Required work: Using the material below, state how many of its lines contain the string "data", with no other words.

----------------

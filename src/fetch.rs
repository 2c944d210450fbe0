/// External-source refetch layer
///
/// A `ForeignFetcher` repopulates a foreign table's cached data from its
/// source. The fetcher is the sole authority on whether a failure happened
/// before or after its own persisted cache was evicted; callers inspect the
/// returned `FetchOutcome` tag and must not infer commitment from cache
/// state.
use crate::error::{RefreshError, RefreshResult};
use crate::storage::{CacheManager, ChunkKey, MemoryTier, TablePrefix};
use dashmap::DashMap;
use std::sync::Arc;

/// Result of one refetch attempt
#[derive(Debug)]
pub enum FetchOutcome {
    /// Table repopulated
    Ok,

    /// Failed before any persisted cache entries were dropped; the source
    /// side is unchanged
    FailedBeforeEviction(RefreshError),

    /// Failed after persisted cache entries were already dropped; carries
    /// the underlying cause
    FailedAfterEviction(RefreshError),
}

/// Fetches a foreign table's data from its external source
pub trait ForeignFetcher: Send + Sync {
    /// Refetch all chunks for the table addressed by `prefix`
    ///
    /// When `evict_persisted` is true, persisted (on-disk) cache entries are
    /// dropped before fetching, not just in-memory ones.
    fn refetch_table(&self, prefix: TablePrefix, evict_persisted: bool) -> FetchOutcome;
}

/// Chunk payload provider backing a [`SourceFetcher`]
///
/// Returns every chunk for the table, keyed and ready to cache.
pub type ChunkSource =
    dyn Fn(TablePrefix) -> RefreshResult<Vec<(ChunkKey, Vec<u8>)>> + Send + Sync;

/// Source-backed fetcher with a persisted cache layer
///
/// Models the production shape: fetched chunks land in the CPU tier and in
/// a persisted layer that survives in-memory eviction. `evict_persisted`
/// drops the persisted copy first, which is the fetcher's commitment point
/// for outcome classification.
pub struct SourceFetcher {
    cache: Arc<CacheManager>,
    source: Arc<ChunkSource>,
    persisted: DashMap<TablePrefix, Vec<(ChunkKey, Vec<u8>)>>,
}

impl SourceFetcher {
    pub fn new(cache: Arc<CacheManager>, source: Arc<ChunkSource>) -> Self {
        Self {
            cache,
            source,
            persisted: DashMap::new(),
        }
    }

    /// Number of persisted entries held for a table
    pub fn persisted_entry_count(&self, prefix: TablePrefix) -> usize {
        self.persisted
            .get(&prefix)
            .map(|entry| entry.value().len())
            .unwrap_or(0)
    }
}

impl ForeignFetcher for SourceFetcher {
    fn refetch_table(&self, prefix: TablePrefix, evict_persisted: bool) -> FetchOutcome {
        let evicted = if evict_persisted {
            self.persisted.remove(&prefix).is_some()
        } else {
            false
        };
        if evicted {
            tracing::debug!(
                "Evicted persisted cache entries for table ({}, {})",
                prefix.db_id,
                prefix.table_id
            );
        }

        match (self.source)(prefix) {
            Ok(chunks) => {
                for (key, data) in &chunks {
                    self.cache.put_chunk(MemoryTier::Cpu, *key, data.clone());
                }
                tracing::debug!(
                    "Refetched {} chunks for table ({}, {})",
                    chunks.len(),
                    prefix.db_id,
                    prefix.table_id
                );
                self.persisted.insert(prefix, chunks);
                FetchOutcome::Ok
            }
            Err(cause) if evicted => FetchOutcome::FailedAfterEviction(cause),
            Err(cause) => FetchOutcome::FailedBeforeEviction(cause),
        }
    }
}

#[cfg(test)]
mod tests {
    use super::*;

    fn failing_source() -> Arc<ChunkSource> {
        Arc::new(|_prefix| Err(RefreshError::fetch("source unreachable")))
    }

    fn chunk_source(count: u32) -> Arc<ChunkSource> {
        Arc::new(move |prefix: TablePrefix| {
            Ok((0..count)
                .map(|i| {
                    (
                        ChunkKey::new(prefix.db_id, prefix.table_id, 0, i),
                        vec![i as u8; 16],
                    )
                })
                .collect())
        })
    }

    #[test]
    fn test_success_populates_cpu_tier_and_persisted_layer() {
        let cache = Arc::new(CacheManager::new(16, 16));
        let fetcher = SourceFetcher::new(cache.clone(), chunk_source(3));
        let prefix = TablePrefix::new(1, 7);

        assert!(matches!(
            fetcher.refetch_table(prefix, false),
            FetchOutcome::Ok
        ));
        assert_eq!(cache.chunk_count_for_table(prefix, MemoryTier::Cpu), 3);
        assert_eq!(fetcher.persisted_entry_count(prefix), 3);
    }

    #[test]
    fn test_failure_without_persisted_eviction_is_pre_commitment() {
        let cache = Arc::new(CacheManager::new(16, 16));
        let fetcher = SourceFetcher::new(cache, failing_source());
        let prefix = TablePrefix::new(1, 7);

        match fetcher.refetch_table(prefix, false) {
            FetchOutcome::FailedBeforeEviction(cause) => {
                assert_eq!(cause, RefreshError::fetch("source unreachable"));
            }
            other => panic!("unexpected outcome: {:?}", other),
        }
    }

    #[test]
    fn test_failure_after_persisted_eviction_is_post_commitment() {
        let cache = Arc::new(CacheManager::new(16, 16));
        let prefix = TablePrefix::new(1, 7);

        // Seed the persisted layer through a successful fetch, then fail
        let fetcher = SourceFetcher::new(cache.clone(), chunk_source(2));
        assert!(matches!(
            fetcher.refetch_table(prefix, false),
            FetchOutcome::Ok
        ));
        let failing = SourceFetcher {
            cache,
            source: failing_source(),
            persisted: fetcher.persisted,
        };

        match failing.refetch_table(prefix, true) {
            FetchOutcome::FailedAfterEviction(cause) => {
                assert_eq!(cause, RefreshError::fetch("source unreachable"));
            }
            other => panic!("unexpected outcome: {:?}", other),
        }
        assert_eq!(failing.persisted_entry_count(prefix), 0);
    }

    #[test]
    fn test_evict_persisted_with_nothing_persisted_stays_pre_commitment() {
        let cache = Arc::new(CacheManager::new(16, 16));
        let fetcher = SourceFetcher::new(cache, failing_source());
        let prefix = TablePrefix::new(1, 7);

        // Nothing was persisted, so nothing was lost: pre-commitment
        assert!(matches!(
            fetcher.refetch_table(prefix, true),
            FetchOutcome::FailedBeforeEviction(_)
        ));
    }
}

----------------

Answer: 4